Red Oak Nature Center
2343 S. River St., Batavia, (630) 897-1808, foxvalleyparkdistrict.org
Located on the edge of the Fox River south of downtown Batavia, this nature center is surrounded by 40 acres of forest and wildlife habitat where families can learn about nature.
“Almost everything at Red Oak is meant to be educational,” says Jeff Long, public affairs and communications manager for Fox Valley Park District, which maintains the property. “Kids don’t realize they are learning new things. They’re too busy having fun.”
Inside the wildlife room, kids can discover many animals that live in our region.
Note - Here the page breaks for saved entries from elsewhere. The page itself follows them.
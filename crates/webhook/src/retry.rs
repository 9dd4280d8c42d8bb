use std::{future::Future, time::Duration};

use tokio_retry2::{strategy::FixedInterval, Retry, RetryError};

/// Fixed delays between rename attempts, `max_attempts` counts the first try
pub fn rename_retry_strategy(max_attempts: u32, delay: Duration) -> impl Iterator<Item = Duration> {
    let delay_ms = u64::try_from(delay.as_millis()).unwrap_or(u64::MAX);
    FixedInterval::from_millis(delay_ms).take(max_attempts.saturating_sub(1) as usize)
}

/// Execute an operation with retry using the provided strategy
pub async fn execute_with_retry<F, Fut, T, E, I>(strategy: I, operation: F) -> Result<T, E>
where
    F: FnMut() -> Fut,
    Fut: Future<Output = Result<T, RetryError<E>>>,
    I: IntoIterator<Item = Duration>,
{
    Retry::spawn(strategy, operation).await
}
pub mod audit;
pub mod cicd;
pub mod dispatch;
pub mod error;
pub mod event;
pub mod github;
pub mod infrastructure;
pub mod metrics;
pub mod notify;
pub mod renamer;
pub mod retry;
pub mod signature;
pub mod webhook;

#[cfg(test)]
pub(crate) mod test_utils;

pub use dispatch::Dispatcher;
pub use error::WebhookError;
pub use signature::{SignatureError, SignatureVerifier};
pub use webhook::{create_router, serve, start_webhook_server, AppState};
pub mod config;
pub mod logging;
pub mod utils;
//! File-based audit trail.
//!
//! Every accepted event is appended as one JSON line to `<log_dir>/<event>.log`,
//! internal failures go to `<log_dir>/errors.log`, and a bounded copy of recent
//! activity is kept in the rolling web log served at `/logs.json`. Appends to
//! the same file are serialized through a per-path lock.

use std::{
    collections::VecDeque,
    io,
    path::{Path, PathBuf},
    sync::Arc,
};

use dashmap::DashMap;
use hw_common::utils::utcnow_rfc3339;
use serde::{Deserialize, Serialize};
use serde_json::Value;
use thiserror::Error;
use tokio::{fs, io::AsyncWriteExt, sync::Mutex};
use tracing::{debug, warn};

use crate::event::REPOSITORY_RENAME;

pub const ERROR_LOG: &str = "errors";

#[derive(Debug, Error)]
pub enum AuditError {
    #[error("I/O error on {}: {source}", path.display())]
    Io {
        path: PathBuf,
        #[source]
        source: io::Error,
    },

    #[error("failed to serialize log entry: {0}")]
    Serialize(#[from] serde_json::Error),
}

impl AuditError {
    fn io(path: &Path, source: io::Error) -> Self {
        Self::Io { path: path.to_path_buf(), source }
    }
}

#[derive(Debug, Serialize)]
struct LogEntry<'a> {
    timestamp: String,
    event: &'a str,
    details: &'a Value,
}

#[derive(Debug, Serialize)]
struct ErrorEntry<'a> {
    timestamp: String,
    #[serde(rename = "type")]
    kind: &'static str,
    message: &'a str,
    details: &'a Value,
}

/// Entry of the rolling web log
#[derive(Debug, Clone, PartialEq, Eq, Serialize, Deserialize)]
pub struct WebLogEntry {
    pub timestamp: String,
    pub event: String,
    pub message: String,
}

impl WebLogEntry {
    pub fn for_event(event: &str, details: &Value) -> Self {
        Self {
            timestamp: utcnow_rfc3339(),
            event: event.to_string(),
            message: summary(event, details),
        }
    }
}

fn summary(event: &str, details: &Value) -> String {
    if event == REPOSITORY_RENAME {
        return format!(
            "Repository renamed from {} to {} ({})",
            str_at(details, "/changes/repository/name/from"),
            str_at(details, "/repository/name"),
            str_at(details, "/repository/full_name"),
        );
    }
    format!("{event} event occurred")
}

fn str_at<'a>(details: &'a Value, pointer: &str) -> &'a str {
    details.pointer(pointer).and_then(Value::as_str).unwrap_or("?")
}

pub struct AuditLogger {
    dir: PathBuf,
    file_locks: DashMap<PathBuf, Arc<Mutex<()>>>,
    web_log: RollingLog,
}

impl AuditLogger {
    /// Create the log directory and load the rolling web log from disk
    pub async fn open(
        dir: impl Into<PathBuf>,
        web_log_path: impl Into<PathBuf>,
        web_log_capacity: usize,
    ) -> Result<Self, AuditError> {
        let dir = dir.into();
        fs::create_dir_all(&dir).await.map_err(|e| AuditError::io(&dir, e))?;

        let web_log = RollingLog::load(web_log_path, web_log_capacity).await?;

        Ok(Self { dir, file_locks: DashMap::new(), web_log })
    }

    pub fn event_log_path(&self, event: &str) -> PathBuf {
        self.dir.join(format!("{event}.log"))
    }

    pub fn web_log(&self) -> &RollingLog {
        &self.web_log
    }

    /// Append an accepted event to its log file and to the web log
    pub async fn log_event(&self, event: &str, details: &Value) -> Result<(), AuditError> {
        let entry = LogEntry { timestamp: utcnow_rfc3339(), event, details };
        let line = serde_json::to_string(&entry)?;
        self.append_line(&self.event_log_path(event), &line).await?;
        debug!(event, "Logged event");

        self.web_log.push(WebLogEntry::for_event(event, details)).await
    }

    /// Append an internal failure to `errors.log`
    pub async fn log_error(&self, message: &str, details: &Value) -> Result<(), AuditError> {
        let entry = ErrorEntry { timestamp: utcnow_rfc3339(), kind: "error", message, details };
        let line = serde_json::to_string(&entry)?;
        self.append_line(&self.event_log_path(ERROR_LOG), &line).await
    }

    async fn append_line(&self, path: &Path, line: &str) -> Result<(), AuditError> {
        let lock = self.file_locks.entry(path.to_path_buf()).or_default().clone();
        let _guard = lock.lock().await;

        let mut file = fs::OpenOptions::new()
            .create(true)
            .append(true)
            .open(path)
            .await
            .map_err(|e| AuditError::io(path, e))?;

        let mut buf = Vec::with_capacity(line.len() + 1);
        buf.extend_from_slice(line.as_bytes());
        buf.push(b'\n');
        file.write_all(&buf).await.map_err(|e| AuditError::io(path, e))?;
        file.flush().await.map_err(|e| AuditError::io(path, e))
    }
}

/// Bounded FIFO of recent events, persisted as a JSON array.
///
/// The in-memory copy is the source of truth; every push rewrites the file
/// through a temp file and a rename while holding the lock, so concurrent
/// pushes cannot lose entries and readers never see a half-written file.
pub struct RollingLog {
    path: PathBuf,
    capacity: usize,
    entries: Mutex<VecDeque<WebLogEntry>>,
}

impl RollingLog {
    pub async fn load(path: impl Into<PathBuf>, capacity: usize) -> Result<Self, AuditError> {
        let path = path.into();
        if let Some(parent) = path.parent().filter(|p| !p.as_os_str().is_empty()) {
            fs::create_dir_all(parent).await.map_err(|e| AuditError::io(parent, e))?;
        }

        let mut entries: VecDeque<WebLogEntry> = match fs::read(&path).await {
            Ok(raw) => serde_json::from_slice(&raw).unwrap_or_else(|e| {
                warn!(path = %path.display(), error = %e, "Unreadable web log, starting empty");
                VecDeque::new()
            }),
            Err(e) if e.kind() == io::ErrorKind::NotFound => VecDeque::new(),
            Err(e) => return Err(AuditError::io(&path, e)),
        };

        while entries.len() > capacity {
            entries.pop_front();
        }

        Ok(Self { path, capacity, entries: Mutex::new(entries) })
    }

    /// Append an entry, evicting the oldest ones beyond capacity
    pub async fn push(&self, entry: WebLogEntry) -> Result<(), AuditError> {
        let mut entries = self.entries.lock().await;
        entries.push_back(entry);
        while entries.len() > self.capacity {
            entries.pop_front();
        }

        let json = serde_json::to_vec_pretty(&*entries)?;
        let tmp = self.path.with_extension("json.tmp");
        fs::write(&tmp, &json).await.map_err(|e| AuditError::io(&tmp, e))?;
        fs::rename(&tmp, &self.path).await.map_err(|e| AuditError::io(&self.path, e))
    }

    pub async fn snapshot(&self) -> Vec<WebLogEntry> {
        self.entries.lock().await.iter().cloned().collect()
    }

    /// File contents as persisted, `[]` if nothing was written yet
    pub async fn read_raw(&self) -> Result<Vec<u8>, AuditError> {
        match fs::read(&self.path).await {
            Ok(raw) => Ok(raw),
            Err(e) if e.kind() == io::ErrorKind::NotFound => Ok(b"[]".to_vec()),
            Err(e) => Err(AuditError::io(&self.path, e)),
        }
    }
}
There’s 500-gallon turtle and fish habitat and recently added displays of live frogs, salamanders and snakes, among other critters.
The observation deck, located right behind the nature center, overlooks the Fox River and provides glimpses of river wildlife, migratory birds, and the wooded shorelines and islands.
Red Oak Nature Center is also home to a handful of hiking trails and a portion of the Fox River Trail recreation path, which passes from Elgin toward Aurora.
Follow the Fox River Trail to the The Cave at river’s edge, and go spelunking.
“It’s the only cave in the western suburbs,” Long says. “The cave itself is 30 feet deep and 20 feet wide at the entrance.”
The nature center is open year-round. Trails are open sunrise to sunset.
Hours: Mon.-Fri. 9 a.m.-4:30 p.m., Sat.-Sun. 10 a.m.-3 p.m.
Quilted Barns Program
Various Locations, McHenry County, (815) 923-2267, mchenrycountyhistory.org/quilted-barns-program
Driving along the scenic rural roads of McHenry County, you may have done a double take. Yes, that is a quilt pattern on that barn.
These colorful displays pay homage to the traditions of quilting design and the disappearing American barn, and they’ve been on display locally since 2000. Other Midwestern states, including Iowa and Ohio, have created similar art displays.
The barn quilt begins with two 4-by-8 foot sheets of plywood that are painted in a quilt pattern and mounted on the barn. Common quilting patterns, such as “Log Cabin,” and “Flying Geese,” are often replicated on the square.
“We currently have about 45 barns participating in the effort scattered around the county in visible locations,” says Kurt Begalka, administrator with the McHenry County Historical Society, which oversees the local quilted barn program. “Our barns are located in close proximity to each other. They are diverse, historic structures that will be enhanced by the use of art and quilt designs.”
The owners of barns and other rural structures are invited to hang their own display, as are local groups such as quilt clubs, 4-H clubs, Scout troops, artists, churches and civic clubs.
Discover McHenry County’s barn quilts for yourself, and learn about their backstories, on an interactive map available at the historical society’s website. Many of these barn quilts are located on private property, where visitors may not be welcomed.